RMSProp considers not just the gradient but the square of the gradient. The reason is that if a particular parameter consistently has large gradients, you might want to dampen your updates for that parameter to avoid wild oscillations. Conversely, if the gradients for another parameter remain small, you might want to make larger adjustments. You achieve this by keeping an exponentially weighted average of the squared gradients:
\[ v_t = \beta_2 v_{t-1} + (1 - \beta_2) g_t^2 \]
where \(\beta_2\) is another decay factor, often set around 0.999, and \(v_t\) accumulates the history of squared gradients.
Similar to \(m_t\), the value of \(v_t\) will be artificially small when \(t\) is small because of the zero initialization. So we correct it with:
\[ v_t^{\text{corrected}} = \frac{v_t}{1 - \beta_2^t} \]
This ensures that \(v_t\) isn’t stuck at lower values just because the optimizer started at zero.

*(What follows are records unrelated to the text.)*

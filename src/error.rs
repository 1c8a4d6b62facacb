//! Error taxonomy for the block store.
//!
//! One flat enum covers every operational failure the store can surface.
//! Codec errors propagate directly; scan errors are absorbed locally and
//! counted (see `ManagerStats`) rather than raised here.

use std::io;
use thiserror::Error;

/// Why a block's envelope failed to frame correctly.
#[derive(Debug, Clone, Copy, PartialEq, Eq)]
pub enum FramingError {
    /// Header or footer magic did not match the expected constant.
    Magic,
    /// A length field held an impossible value (e.g. payload > i32::MAX).
    Length,
    /// Fewer bytes were available than the header's declared total length.
    Truncated,
}

impl std::fmt::Display for FramingError {
    fn fmt(&self, f: &mut std::fmt::Formatter<'_>) -> std::fmt::Result {
        match self {
            FramingError::Magic => write!(f, "magic mismatch"),
            FramingError::Length => write!(f, "impossible length"),
            FramingError::Truncated => write!(f, "truncated stream"),
        }
    }
}

/// Which of the block's two checksums failed.
#[derive(Debug, Clone, Copy, PartialEq, Eq)]
pub enum ChecksumError {
    Header,
    Payload,
}

impl std::fmt::Display for ChecksumError {
    fn fmt(&self, f: &mut std::fmt::Formatter<'_>) -> std::fmt::Result {
        match self {
            ChecksumError::Header => write!(f, "header CRC-32 mismatch"),
            ChecksumError::Payload => write!(f, "payload CRC-32 mismatch"),
        }
    }
}

#[derive(Error, Debug)]
pub enum BlockError {
    #[error("framing error: {0}")]
    Framing(FramingError),

    #[error("checksum error: {0}")]
    Checksum(ChecksumError),

    #[error("no block with id {0}")]
    NotFound(i64),

    #[error("unsupported payload encoding byte {0}")]
    UnsupportedEncoding(u8),

    #[error("unsupported block kind byte {0}")]
    UnsupportedKind(u8),

    #[error("payload length {0} exceeds the 2^31-1 limit")]
    PayloadTooLarge(u64),

    #[error("write attempted on a read-only manager")]
    PermissionError,

    #[error("io error: {0}")]
    Io(#[from] io::Error),

    #[error("integrity error: {0}")]
    Integrity(String),

    #[error("operation cancelled")]
    Cancelled,
}

pub type Result<T> = std::result::Result<T, BlockError>;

Adam uses both momentum (\(m_t\)) and this RMSProp-like term (\(v_t\)) to update your parameters. The update rule for \(\theta_t\) is:
\[ \theta_t = \theta_{t-1} - \frac{\alpha}{\sqrt{v_t^{\text{corrected}}} + \epsilon} m_t^{\text{corrected}} \]
where \(\alpha\) is the base learning rate, \(m_t^{\text{corrected}}\) is the bias-corrected momentum term, \(v_t^{\text{corrected}}\) is the bias-corrected squared-gradient term, and \(\epsilon\) (often \(10^{-8}\)) is a small constant to avoid dividing by zero. The division by \(\sqrt{v_t^{\text{corrected}}} + \epsilon\) effectively gives each parameter \(\theta_i\) its own adaptive learning rate based on the recent history of its gradients.
If you look at the next figure, you’ll see a scenario similar to the earlier demonstration of vanilla gradient descent, but this time the function is \(z = 0.1 x^2 + y^2\). We start at \((3, 3)\) and move toward the minimum at \((0, 0)\). Plain gradient descent can show noticeable oscillations when the curvature in the \(x\)-direction is different from the curvature in the \(y\)-direction. Adam, shown in the other figure, tends to navigate this terrain more smoothly, with fewer jolts or drastic overshoots. You can observe that its path is far less jittery, converging more directly toward the origin.
Adam is a powerful extension of gradient descent that incorporates both the momentum of past gradients and an adaptive scaling of updates. It often converges more quickly and is less sensitive to hyperparameter choices. Although no single optimization algorithm works perfectly for every problem, Adam has become a go-to method in many machine learning frameworks because it handles a wide range of tricky optimization challenges gracefully.